-- Opening Marker --
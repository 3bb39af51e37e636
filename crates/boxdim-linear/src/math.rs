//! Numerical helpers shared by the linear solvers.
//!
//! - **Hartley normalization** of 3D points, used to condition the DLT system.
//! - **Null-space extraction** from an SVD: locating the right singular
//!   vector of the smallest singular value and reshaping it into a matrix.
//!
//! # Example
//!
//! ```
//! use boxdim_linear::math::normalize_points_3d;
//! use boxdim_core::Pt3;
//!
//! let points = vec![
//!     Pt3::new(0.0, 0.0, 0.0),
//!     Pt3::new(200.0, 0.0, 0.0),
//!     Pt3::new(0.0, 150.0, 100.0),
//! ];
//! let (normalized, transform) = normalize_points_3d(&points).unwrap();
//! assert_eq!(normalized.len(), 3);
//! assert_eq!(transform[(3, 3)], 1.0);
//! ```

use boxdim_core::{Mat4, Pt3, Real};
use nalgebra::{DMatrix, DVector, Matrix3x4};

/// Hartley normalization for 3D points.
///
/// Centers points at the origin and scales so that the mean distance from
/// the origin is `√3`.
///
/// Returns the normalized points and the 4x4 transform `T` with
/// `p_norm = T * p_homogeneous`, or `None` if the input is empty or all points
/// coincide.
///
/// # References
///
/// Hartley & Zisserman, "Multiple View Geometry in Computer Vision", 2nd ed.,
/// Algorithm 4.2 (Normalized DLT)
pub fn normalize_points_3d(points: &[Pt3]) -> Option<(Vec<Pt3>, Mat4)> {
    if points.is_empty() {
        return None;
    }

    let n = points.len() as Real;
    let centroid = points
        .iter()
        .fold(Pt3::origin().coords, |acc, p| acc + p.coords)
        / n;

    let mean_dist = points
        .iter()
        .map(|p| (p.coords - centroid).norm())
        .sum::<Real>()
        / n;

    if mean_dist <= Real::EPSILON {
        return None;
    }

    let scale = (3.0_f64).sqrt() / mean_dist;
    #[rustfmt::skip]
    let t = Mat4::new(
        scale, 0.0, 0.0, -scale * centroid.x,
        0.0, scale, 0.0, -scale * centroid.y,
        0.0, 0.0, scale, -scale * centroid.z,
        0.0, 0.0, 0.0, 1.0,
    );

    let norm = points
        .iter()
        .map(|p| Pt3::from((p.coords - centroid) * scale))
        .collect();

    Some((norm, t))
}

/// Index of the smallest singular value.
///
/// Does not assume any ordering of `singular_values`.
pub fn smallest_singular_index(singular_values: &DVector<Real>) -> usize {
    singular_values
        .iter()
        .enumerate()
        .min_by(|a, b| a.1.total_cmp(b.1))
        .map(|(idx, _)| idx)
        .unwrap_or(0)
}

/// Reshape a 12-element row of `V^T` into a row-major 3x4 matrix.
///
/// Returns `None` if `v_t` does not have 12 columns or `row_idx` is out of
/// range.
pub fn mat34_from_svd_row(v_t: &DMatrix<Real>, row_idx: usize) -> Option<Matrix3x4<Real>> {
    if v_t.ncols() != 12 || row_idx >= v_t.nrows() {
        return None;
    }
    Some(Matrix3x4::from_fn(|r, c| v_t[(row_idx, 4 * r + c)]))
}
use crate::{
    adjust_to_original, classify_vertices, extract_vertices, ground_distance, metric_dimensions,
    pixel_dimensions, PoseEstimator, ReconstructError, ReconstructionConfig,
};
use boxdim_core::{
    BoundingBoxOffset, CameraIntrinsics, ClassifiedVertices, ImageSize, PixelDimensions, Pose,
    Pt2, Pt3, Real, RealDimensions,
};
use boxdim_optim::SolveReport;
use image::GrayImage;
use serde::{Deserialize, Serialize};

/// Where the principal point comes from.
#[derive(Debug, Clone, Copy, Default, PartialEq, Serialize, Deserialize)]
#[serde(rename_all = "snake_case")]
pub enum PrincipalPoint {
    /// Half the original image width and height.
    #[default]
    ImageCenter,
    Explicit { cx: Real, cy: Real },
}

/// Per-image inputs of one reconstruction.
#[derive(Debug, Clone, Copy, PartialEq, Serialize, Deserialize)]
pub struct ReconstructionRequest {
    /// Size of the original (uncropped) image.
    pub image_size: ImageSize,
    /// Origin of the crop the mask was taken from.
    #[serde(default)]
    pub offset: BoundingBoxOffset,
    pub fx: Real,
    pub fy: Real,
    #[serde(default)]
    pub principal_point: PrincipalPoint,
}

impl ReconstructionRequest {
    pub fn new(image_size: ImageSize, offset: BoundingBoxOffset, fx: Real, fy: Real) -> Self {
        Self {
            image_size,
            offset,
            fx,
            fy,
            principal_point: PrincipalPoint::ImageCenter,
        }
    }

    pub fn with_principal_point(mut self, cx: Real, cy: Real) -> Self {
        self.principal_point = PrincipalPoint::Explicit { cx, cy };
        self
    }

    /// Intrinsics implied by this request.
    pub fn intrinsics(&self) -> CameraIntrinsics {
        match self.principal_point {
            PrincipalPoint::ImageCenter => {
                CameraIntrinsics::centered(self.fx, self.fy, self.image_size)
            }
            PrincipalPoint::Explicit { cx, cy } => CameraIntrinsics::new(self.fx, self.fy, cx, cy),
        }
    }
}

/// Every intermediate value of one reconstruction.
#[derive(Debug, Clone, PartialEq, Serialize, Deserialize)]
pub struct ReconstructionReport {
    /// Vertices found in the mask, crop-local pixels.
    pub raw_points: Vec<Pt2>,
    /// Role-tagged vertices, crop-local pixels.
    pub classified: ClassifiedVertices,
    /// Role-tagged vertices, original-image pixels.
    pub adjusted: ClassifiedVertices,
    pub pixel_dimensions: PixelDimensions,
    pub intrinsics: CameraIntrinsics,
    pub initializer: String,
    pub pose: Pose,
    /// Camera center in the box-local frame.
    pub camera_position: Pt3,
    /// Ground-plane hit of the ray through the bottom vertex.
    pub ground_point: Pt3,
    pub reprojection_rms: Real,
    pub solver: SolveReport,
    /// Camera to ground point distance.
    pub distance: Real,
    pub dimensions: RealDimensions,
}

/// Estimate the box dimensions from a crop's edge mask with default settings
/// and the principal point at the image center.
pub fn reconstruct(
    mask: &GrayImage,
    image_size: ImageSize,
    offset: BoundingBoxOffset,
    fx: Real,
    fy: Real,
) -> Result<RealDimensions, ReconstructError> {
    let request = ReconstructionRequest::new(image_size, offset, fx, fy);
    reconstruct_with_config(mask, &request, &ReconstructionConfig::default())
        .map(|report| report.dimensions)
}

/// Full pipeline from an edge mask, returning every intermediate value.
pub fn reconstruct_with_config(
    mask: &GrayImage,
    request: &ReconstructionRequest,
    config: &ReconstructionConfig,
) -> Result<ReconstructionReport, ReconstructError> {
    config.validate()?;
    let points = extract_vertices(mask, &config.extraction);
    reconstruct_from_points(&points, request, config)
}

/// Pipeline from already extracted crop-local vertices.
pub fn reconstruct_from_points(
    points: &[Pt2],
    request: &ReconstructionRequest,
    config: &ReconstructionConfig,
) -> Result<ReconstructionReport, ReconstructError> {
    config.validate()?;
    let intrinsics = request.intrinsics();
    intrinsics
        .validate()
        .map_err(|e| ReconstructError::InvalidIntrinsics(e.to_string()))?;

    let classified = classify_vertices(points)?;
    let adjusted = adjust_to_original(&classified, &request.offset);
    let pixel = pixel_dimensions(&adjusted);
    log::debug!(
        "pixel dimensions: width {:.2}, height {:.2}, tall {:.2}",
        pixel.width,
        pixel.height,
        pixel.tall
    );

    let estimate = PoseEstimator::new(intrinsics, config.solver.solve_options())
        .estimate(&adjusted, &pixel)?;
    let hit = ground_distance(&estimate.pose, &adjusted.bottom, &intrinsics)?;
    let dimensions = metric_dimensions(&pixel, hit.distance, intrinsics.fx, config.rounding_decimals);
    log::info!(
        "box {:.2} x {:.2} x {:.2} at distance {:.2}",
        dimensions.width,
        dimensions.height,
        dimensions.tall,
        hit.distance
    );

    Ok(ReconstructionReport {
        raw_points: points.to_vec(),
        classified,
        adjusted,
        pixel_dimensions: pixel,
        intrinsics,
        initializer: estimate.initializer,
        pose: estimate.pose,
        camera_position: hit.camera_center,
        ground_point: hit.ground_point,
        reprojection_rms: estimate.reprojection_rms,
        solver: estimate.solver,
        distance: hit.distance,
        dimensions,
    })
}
-- Closing Marker --
-- Opening Marker --
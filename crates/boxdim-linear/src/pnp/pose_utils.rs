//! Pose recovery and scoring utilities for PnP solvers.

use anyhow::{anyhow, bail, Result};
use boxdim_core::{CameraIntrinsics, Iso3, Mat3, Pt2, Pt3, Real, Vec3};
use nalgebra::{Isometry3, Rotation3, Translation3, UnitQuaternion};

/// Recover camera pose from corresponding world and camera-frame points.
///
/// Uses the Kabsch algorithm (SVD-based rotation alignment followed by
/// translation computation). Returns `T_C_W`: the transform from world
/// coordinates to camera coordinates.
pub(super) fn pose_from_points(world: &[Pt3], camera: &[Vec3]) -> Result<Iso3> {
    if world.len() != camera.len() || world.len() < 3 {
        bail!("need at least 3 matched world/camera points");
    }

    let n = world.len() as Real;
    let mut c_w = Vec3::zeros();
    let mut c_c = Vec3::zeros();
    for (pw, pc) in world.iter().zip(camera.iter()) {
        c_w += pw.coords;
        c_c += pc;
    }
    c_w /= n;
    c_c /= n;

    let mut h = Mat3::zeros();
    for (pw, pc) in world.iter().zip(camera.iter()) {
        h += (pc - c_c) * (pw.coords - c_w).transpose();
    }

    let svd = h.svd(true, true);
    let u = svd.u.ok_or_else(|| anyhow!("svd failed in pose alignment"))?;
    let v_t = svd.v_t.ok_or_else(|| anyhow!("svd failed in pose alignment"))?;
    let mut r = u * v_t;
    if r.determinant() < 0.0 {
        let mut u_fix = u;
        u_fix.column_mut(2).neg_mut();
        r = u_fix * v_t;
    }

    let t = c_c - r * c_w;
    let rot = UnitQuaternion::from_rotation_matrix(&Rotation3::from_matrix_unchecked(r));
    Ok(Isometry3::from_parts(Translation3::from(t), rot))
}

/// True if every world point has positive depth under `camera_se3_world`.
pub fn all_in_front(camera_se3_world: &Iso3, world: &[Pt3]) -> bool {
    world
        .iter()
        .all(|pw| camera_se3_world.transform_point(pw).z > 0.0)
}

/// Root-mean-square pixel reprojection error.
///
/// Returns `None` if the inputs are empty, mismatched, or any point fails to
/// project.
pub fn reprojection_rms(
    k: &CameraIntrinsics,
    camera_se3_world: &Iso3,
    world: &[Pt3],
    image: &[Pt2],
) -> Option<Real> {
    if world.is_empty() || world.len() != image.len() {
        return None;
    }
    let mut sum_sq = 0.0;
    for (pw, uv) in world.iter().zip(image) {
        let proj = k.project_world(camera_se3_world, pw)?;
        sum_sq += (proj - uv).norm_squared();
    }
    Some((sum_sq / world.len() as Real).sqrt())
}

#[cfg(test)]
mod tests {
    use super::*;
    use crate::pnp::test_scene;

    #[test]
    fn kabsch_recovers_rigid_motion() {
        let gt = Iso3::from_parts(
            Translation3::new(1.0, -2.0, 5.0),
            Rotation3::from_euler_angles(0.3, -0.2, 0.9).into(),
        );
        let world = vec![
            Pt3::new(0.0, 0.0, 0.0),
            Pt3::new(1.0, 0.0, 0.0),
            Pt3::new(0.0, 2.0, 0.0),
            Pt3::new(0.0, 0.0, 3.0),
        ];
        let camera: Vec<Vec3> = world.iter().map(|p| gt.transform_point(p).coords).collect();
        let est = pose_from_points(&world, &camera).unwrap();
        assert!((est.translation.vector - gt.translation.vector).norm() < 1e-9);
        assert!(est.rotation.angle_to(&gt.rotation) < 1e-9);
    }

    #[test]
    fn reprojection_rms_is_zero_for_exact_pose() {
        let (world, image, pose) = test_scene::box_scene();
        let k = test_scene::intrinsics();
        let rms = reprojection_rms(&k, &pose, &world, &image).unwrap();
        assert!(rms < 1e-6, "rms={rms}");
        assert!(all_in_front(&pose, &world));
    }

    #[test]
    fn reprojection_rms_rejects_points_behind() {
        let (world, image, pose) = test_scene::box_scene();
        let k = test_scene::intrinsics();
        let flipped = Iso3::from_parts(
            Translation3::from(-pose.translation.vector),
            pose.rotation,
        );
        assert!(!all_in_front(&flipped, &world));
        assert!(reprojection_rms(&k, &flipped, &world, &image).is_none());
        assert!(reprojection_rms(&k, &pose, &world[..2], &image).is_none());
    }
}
-- Closing Marker --
→ AIM OF THE TASK
Given the records above, return exactly the lines starting at the line containing "let mut u_fix = u;" and ending at the line containing "let rms = reprojection_rms(&k, &pose, &world, &image).unwrap();", including both.

→ EXERCISE ANSWER
        let mut u_fix = u;
        u_fix.column_mut(2).neg_mut();
        r = u_fix * v_t;
    }

    let t = c_c - r * c_w;
    let rot = UnitQuaternion::from_rotation_matrix(&Rotation3::from_matrix_unchecked(r));
    Ok(Isometry3::from_parts(Translation3::from(t), rot))
}

/// True if every world point has positive depth under `camera_se3_world`.
pub fn all_in_front(camera_se3_world: &Iso3, world: &[Pt3]) -> bool {
    world
        .iter()
        .all(|pw| camera_se3_world.transform_point(pw).z > 0.0)
}

/// Root-mean-square pixel reprojection error.
///
/// Returns `None` if the inputs are empty, mismatched, or any point fails to
/// project.
pub fn reprojection_rms(
    k: &CameraIntrinsics,
    camera_se3_world: &Iso3,
    world: &[Pt3],
    image: &[Pt2],
) -> Option<Real> {
    if world.is_empty() || world.len() != image.len() {
        return None;
    }
    let mut sum_sq = 0.0;
    for (pw, uv) in world.iter().zip(image) {
        let proj = k.project_world(camera_se3_world, pw)?;
        sum_sq += (proj - uv).norm_squared();
    }
    Some((sum_sq / world.len() as Real).sqrt())
}

#[cfg(test)]
mod tests {
    use super::*;
    use crate::pnp::test_scene;

    #[test]
    fn kabsch_recovers_rigid_motion() {
        let gt = Iso3::from_parts(
            Translation3::new(1.0, -2.0, 5.0),
            Rotation3::from_euler_angles(0.3, -0.2, 0.9).into(),
        );
        let world = vec![
            Pt3::new(0.0, 0.0, 0.0),
            Pt3::new(1.0, 0.0, 0.0),
            Pt3::new(0.0, 2.0, 0.0),
            Pt3::new(0.0, 0.0, 3.0),
        ];
        let camera: Vec<Vec3> = world.iter().map(|p| gt.transform_point(p).coords).collect();
        let est = pose_from_points(&world, &camera).unwrap();
        assert!((est.translation.vector - gt.translation.vector).norm() < 1e-9);
        assert!(est.rotation.angle_to(&gt.rotation) < 1e-9);
    }

    #[test]
    fn reprojection_rms_is_zero_for_exact_pose() {
        let (world, image, pose) = test_scene::box_scene();
        let k = test_scene::intrinsics();
        let rms = reprojection_rms(&k, &pose, &world, &image).unwrap();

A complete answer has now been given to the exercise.